Identification and
control of a direction unstable ship
Leszek
Morawski, Janusz Pomirski,
e-mail:
lmoraw@wsm.gdynia.pl e-mail: jpomir@wsm.gdynia.pl
Precision in ship movements’ control
is of great consequence to a ship safety, but control of a ship with a wide
zone of direction unstability causes many problems to precision control. These
problems particularly appear during course-change manoeuvre, when a ship should
be stabilised at the new course and the real course oscillates for a long time,
often with high amplitude.
The
paper presents identification results of ship dynamics and a design of
nonlinear controllers, which were used in a ship’s autopilot for controlling a
direction unstable ship. A dynamics of the reduced isomorphic VLCC tanker model
in the scale of 1:24 was identified.
Two controllers were applied for
steering of ship. One of these controllers was a turn controller, while the
other stabilised the course of the ship. Synthesis of both algorithms is based
on nonlinear Norrbin model of a ship with direction unstability. Both
algorithms contain nonlinear feedback, which cause that the closed loop
course-keeping system behaviors similar to the linear dynamics of 2nd
order, and dynamics of the closed loop turn rate stabilization system can be
described by the inertial linear dynamics of 1st order.

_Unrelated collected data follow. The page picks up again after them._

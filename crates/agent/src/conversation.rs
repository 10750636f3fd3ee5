use std::collections::VecDeque;

use liwa_core::domain::reservation::ReferenceCode;

#[derive(Clone, Copy, Debug, PartialEq, Eq)]
pub enum Speaker {
    Guest,
    Agent,
}

impl Speaker {
    pub fn role(&self) -> &'static str {
        match self {
            Self::Guest => "user",
            Self::Agent => "assistant",
        }
    }
}

#[derive(Clone, Debug, PartialEq, Eq)]
pub struct Turn {
    pub speaker: Speaker,
    pub content: String,
}

/// Bounded rolling window over the recent conversation. Older turns fall
/// off the front; reference resolution only ever sees what is retained.
#[derive(Clone, Debug)]
pub struct ConversationContext {
    turns: VecDeque<Turn>,
    window: usize,
}

impl Default for ConversationContext {
    fn default() -> Self {
        Self::new(10)
    }
}

impl ConversationContext {
    pub fn new(window: usize) -> Self {
        Self { turns: VecDeque::new(), window: window.max(1) }
    }

    pub fn push(&mut self, speaker: Speaker, content: impl Into<String>) {
        if self.turns.len() == self.window {
            self.turns.pop_front();
        }
        self.turns.push_back(Turn { speaker, content: content.into() });
    }

    pub fn turns(&self) -> impl Iterator<Item = &Turn> {
        self.turns.iter()
    }

    pub fn len(&self) -> usize {
        self.turns.len()
    }

    pub fn is_empty(&self) -> bool {
        self.turns.is_empty()
    }

    /// Resolves the reservation the guest is talking about: the most
    /// recently mentioned well-formed reference code anywhere in the
    /// retained window, newest turn first.
    pub fn find_reference(&self) -> Option<ReferenceCode> {
        self.turns.iter().rev().find_map(|turn| ReferenceCode::scan_last(&turn.content))
    }
}

#[cfg(test)]
mod tests {
    use super::{ConversationContext, Speaker};

    #[test]
    fn window_evicts_oldest_turns() {
        let mut context = ConversationContext::new(3);
        for index in 0..5 {
            context.push(Speaker::Guest, format!("message {index}"));
        }

        assert_eq!(context.len(), 3);
        let contents: Vec<&str> =
            context.turns().map(|turn| turn.content.as_str()).collect();
        assert_eq!(contents, vec!["message 2", "message 3", "message 4"]);
    }

    #[test]
    fn most_recent_reference_mention_wins() {
        let mut context = ConversationContext::new(10);
        context.push(Speaker::Guest, "I booked REF123456001 last month");
        context.push(Speaker::Agent, "Found it.");
        context.push(Speaker::Guest, "Actually I mean REF123456002, not the first one");

        let reference = context.find_reference().expect("reference resolved");
        assert_eq!(reference.0, "REF123456002");
    }

    #[test]
    fn later_mentions_in_the_same_turn_win() {
        let mut context = ConversationContext::new(10);
        context.push(Speaker::Guest, "Compare REF111111111 with REF222222222 please");

        let reference = context.find_reference().expect("reference resolved");
        assert_eq!(reference.0, "REF222222222");
    }

    #[test]
    fn malformed_codes_are_ignored() {
        let mut context = ConversationContext::new(10);
        context.push(Speaker::Guest, "my code is REF12345 I think?");

        assert_eq!(context.find_reference(), None);
    }

    #[test]
    fn references_outside_the_window_are_forgotten() {
        let mut context = ConversationContext::new(2);
        context.push(Speaker::Guest, "booking REF123456003");
        context.push(Speaker::Agent, "Noted.");
        context.push(Speaker::Guest, "cancel it please");

        assert_eq!(context.find_reference(), None);
    }
}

The switching between both
algorithms depends on some kind of “a competition” of the signals, which are consecutively
generated by both controllers. During small course changes the control does not
come to the turn rate stabilization controller. During big course changes the
commanded rudder angle should be big, therefore the turn rate stabilization
controller switches on. The course-keeping controller takes the control back
when course error becomes small enough. The chosen method results in a
continuity of the commanded rudder signal. The performance specifications for
the control system (transient signals decaying, time of regulations, dumping
ratio and overshoots) are met.
Simulation
tests of the control were performed using an identified physical model of a
direction unstable VLCC tanker.